With medical science, people were studying human development instead of guessing when a soul entered the body, and concluded "yeah, this is a human upon conception."
Yeah... that is bollocks.
Anti-abortion movements date to around the turn of the 19th century, and had precious little to do with the science of when babies could think and feel. It's not that they weren't wrong to realise that the old idea of "quickening" wasn't what the ancients thought, but they also still had no more idea than Aristotle had. At best it was a fig-leaf for the real reasons to ban abortion, pretty much all of which were social factors, such as:
1) Abortions were dangerous procedures whether by abortifacient or quasi-surgical means, with a significant rate of severe illness and death
2) Medical doctors were growing in power and influence; as abortions were generally carried out by non-medics, it was a way of cementing their control over all things health-related
3) Maintaining social control of women
4) Political fear of declining birth rates (thus lower populations and less ability to wage war)
Amusingly, of course, the Catholic church was well behind when it abruptly declared souls to appear at conception, which it did in the mid-late 19th century. The Vatican magicked that line out of approximately nowhere, based on very little except jumping on the social bandwagon already in process.
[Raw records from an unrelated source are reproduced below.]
//! Fault model returned to clients when a request cannot be served.

use http::StatusCode;
use serde::{Deserialize, Serialize};

/// Fault categories plus their HTTP status mapping.
#[derive(Debug, Clone, Copy, PartialEq, Eq)]
pub enum FaultCode {
    // Routing
    NotFound,
    MethodNotAllowed,
    PayloadTooLarge,

    // Inspectors
    Unauthenticated,
    InspectorFailed,

    // Server lifecycle
    ServerNotInitialized,
    ServerShuttingDown,

    Internal,

    // Custom code
    Custom(i32),
}

impl FaultCode {
    pub fn code(&self) -> i32 {
        match self {
            Self::NotFound => -32601,
            Self::MethodNotAllowed => -32602,
            Self::PayloadTooLarge => -32600,
            Self::Unauthenticated => -32010,
            Self::InspectorFailed => -32011,
            Self::ServerNotInitialized => -32001,
            Self::ServerShuttingDown => -32002,
            Self::Internal => -32603,
            Self::Custom(c) => *c,
        }
    }

    pub fn from_code(code: i32) -> Self {
        match code {
            -32601 => Self::NotFound,
            -32602 => Self::MethodNotAllowed,
            -32600 => Self::PayloadTooLarge,
            -32010 => Self::Unauthenticated,
            -32011 => Self::InspectorFailed,
            -32001 => Self::ServerNotInitialized,
            -32002 => Self::ServerShuttingDown,
            -32603 => Self::Internal,
            c => Self::Custom(c),
        }
    }

    /// HTTP status a fault of this kind is delivered with.
    pub fn status(&self) -> StatusCode {
        match self {
            Self::NotFound => StatusCode::NOT_FOUND,
            Self::MethodNotAllowed => StatusCode::METHOD_NOT_ALLOWED,
            Self::PayloadTooLarge => StatusCode::PAYLOAD_TOO_LARGE,
            Self::Unauthenticated => StatusCode::UNAUTHORIZED,
            Self::ServerNotInitialized | Self::ServerShuttingDown => {
                StatusCode::SERVICE_UNAVAILABLE
            }
            Self::InspectorFailed | Self::Internal | Self::Custom(_) => {
                StatusCode::INTERNAL_SERVER_ERROR
            }
        }
    }
}

/// Fault object serialised into the response body as `{"fault": {...}}`.
///
/// Codes -32603 through -32000 are reserved for the built-in kinds. A fault
/// built with [`Fault::new`] keeps its [`FaultCode`], so a `Custom` code that
/// collides with a reserved one still reports as `Custom`. A deserialized
/// fault has only the number and maps it back with [`FaultCode::from_code`].
#[derive(Debug, Clone, Serialize, Deserialize)]
pub struct Fault {
    pub code: i32,
    pub message: String,
    #[serde(skip_serializing_if = "Option::is_none")]
    pub data: Option<serde_json::Value>,
    #[serde(skip)]
    kind: Option<FaultCode>,
}

impl Fault {
    pub fn new(code: FaultCode, message: impl Into<String>) -> Self {
        Self {
            code: code.code(),
            message: message.into(),
            data: None,
            kind: Some(code),
        }
    }

    pub fn with_data(mut self, data: serde_json::Value) -> Self {
        self.data = Some(data);
        self
    }

    pub fn not_found(path: &str) -> Self {
        Self::new(FaultCode::NotFound, format!("No operation at {path}"))
    }

    pub fn method_not_allowed(method: &str, path: &str) -> Self {
        Self::new(
            FaultCode::MethodNotAllowed,
            format!("Method {method} is not allowed on {path}"),
        )
    }

    pub fn payload_too_large(limit: usize) -> Self {
        Self::new(
            FaultCode::PayloadTooLarge,
            format!("Request body exceeds {limit} bytes"),
        )
    }

    pub fn unauthenticated(message: impl Into<String>) -> Self {
        Self::new(FaultCode::Unauthenticated, message)
    }

    pub fn inspector_failed(inspector: &str, message: impl std::fmt::Display) -> Self {
        Self::new(
            FaultCode::InspectorFailed,
            format!("Inspector '{inspector}' failed: {message}"),
        )
    }

    pub fn internal(message: impl Into<String>) -> Self {
        Self::new(FaultCode::Internal, message)
    }

    pub fn not_initialized() -> Self {
        Self::new(FaultCode::ServerNotInitialized, "Server is not initialized")
    }

    pub fn shutting_down() -> Self {
        Self::new(FaultCode::ServerShuttingDown, "Server is shutting down")
    }

    pub fn fault_code(&self) -> FaultCode {
        self.kind.unwrap_or_else(|| FaultCode::from_code(self.code))
    }

    pub fn status(&self) -> StatusCode {
        self.fault_code().status()
    }

    /// JSON body the hosting layer sends for this fault.
    pub fn to_body(&self) -> serde_json::Value {
        serde_json::json!({ "fault": self })
    }
}

impl std::fmt::Display for Fault {
    fn fmt(&self, f: &mut std::fmt::Formatter<'_>) -> std::fmt::Result {
        write!(f, "Fault [{}]: {}", self.code, self.message)
    }
}

impl std::error::Error for Fault {}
It was a progressive policy founded in the discoveries of modern medicine.
No.
Firstly, as above. In many ways (e.g. point 3 above) anti-abortion policies were anti-progressive.
Secondly, "progressive" risks being misleading. Certainly, it's got little to do with what anyone would understand as the progressive movement, as that only definably emerged when abortion was all but fully banned anyway. It is fair to say social and scientific progress contributed to arguments around abortion, but that's little more than a pale truism of noting that change happens.